Grâce à l’influence de sa quarantaine d’élus (républicains) au Congrès, le Tea Party a complètement bloqué le système politique américain pendant plusieurs semaines à l’automne 2013. Mais en quoi consiste exactement ce mouvement ? La réponse de Pap Ndiaye, professeur d’histoire nord-américaine à Sciences-Po.
Article rédigé par Laurent Ribadeau Dumas
France Télévisions
Publié Mis à jour
Temps de lecture : 6 min
Un sympathisant du Tea Party brandit un panneau demandant que l'on cesse le financement public de la réforme de santé du président Obama («Obamacare») devant le Capitole, siège du Congrès à Washington, le 10 septembre 2013. (Reuters - Jonathan Ernst)
Comment définir le Tea Party, dont le nom fait référence à la Boston Tea Party, mouvement des colons américains contre la couronne britannique en 1773 ?
La référence historique est évidente. Le Boston Tea Party est évidemment un élément fondateur de la révolution américaine. C’était de fait une révolte fiscale. Aujourd’hui, le Tea Party place les éléments anti-fiscaux au cœur de sa problématique : il dénonce un Etat Léviathan qui percevrait trop d’impôts. L’affaire de Boston devient ainsi une référence mythique.

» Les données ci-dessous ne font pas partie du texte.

//! Port traits. API boundaries for the hexagon.
//!
//! - Outbound: Called by application into infrastructure

pub mod outbound;

pub use outbound::CategoryStore;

Le mouvement est né en 2009 dans le sillage du plan de relance, d’un montant de 800 milliards de dollars, adopté par l’administration Obama pour aider l’économie et la finance américaines. Il s’appuie sur les travaux d’un théoricien ultralibéral comme Hayek. Mais derrière, il n’y a aucune innovation idéologique. Comme ceux qui critiquaient le New Deal dans les années 30, il s’agit d’un mouvement ultraconservateur. Lequel dénonce un Etat trop gros qui sucerait le sang des citoyens et empêcherait l’économie de libre marché de résoudre les problèmes. Il est résumé par la fameuse phrase de Reagan en 1981 : «Dans la crise actuelle, l’Etat n’est pas la solution à notre problème, l’Etat est le problème».
 
Il y a une parfaite continuité historique depuis le New Deal : un discours réchauffé sur l’Etat trop gros, contre l’Etat-providence. Lequel soutiendrait une partie de la population vivant de l’assistance, ce qui entraînerait des dépenses très importantes. Pour ses partisans, l’Obamacare, la réforme de santé du président américain, désavantagerait la «vraie» Amérique, celle qui travaille.

Le président des Etats-Unis, Barack Obama, défendant sa réforme de la santé (Affordable Care Act) à Largo (Maryland) le 26-9-2013. (Reuters - Kevin Lamarque)

Quelle est la particularité du Tea Party?
D’un point de vue sociologique, c’est un mouvement presque exclusivement blanc, à dominante masculine, de classes moyennes avec une partie de la classe supérieure (médecins, avocats…), des gens à l’aise. Dans le même temps, il a une dimension raciste. En s’opposant aux impôts, il dénonce l’Etat au service des autres, celui qui servirait la «welfare queen», la «reine des allocs», la mère noire célibataire vivant des prestations sociales grâce à ses nombreux enfants.
 
Pour ses membres, Barack Obama est une obsession : ils le critiquent avec une violence inédite, rarement atteinte dans le passé. Pour eux, il est illégitime à la Maison blanche. Tout cela est teinté d’une forte dimension émotionnelle, qui résiste à l’argumentation et au débat politique rationnels. Quand on demande aux membres du Tea Party s’ils sont racistes, ils répondent évidemment que non. Mais tout dans leur manière de vomir Obama est lié à sa couleur de peau.
 
Ils refusent de voir les évolutions en cours aux Etats-Unis, notamment au niveau démographique. De ce point de vue, le mouvement est un repli identitaire face aux changements profonds de la société américaine. Il refuse ainsi la loi sur l’immigration proposée par Barack Obama. Dans le même temps, c’est ce qui le condamne : il défend une société vieillissante et le monde des petites villes.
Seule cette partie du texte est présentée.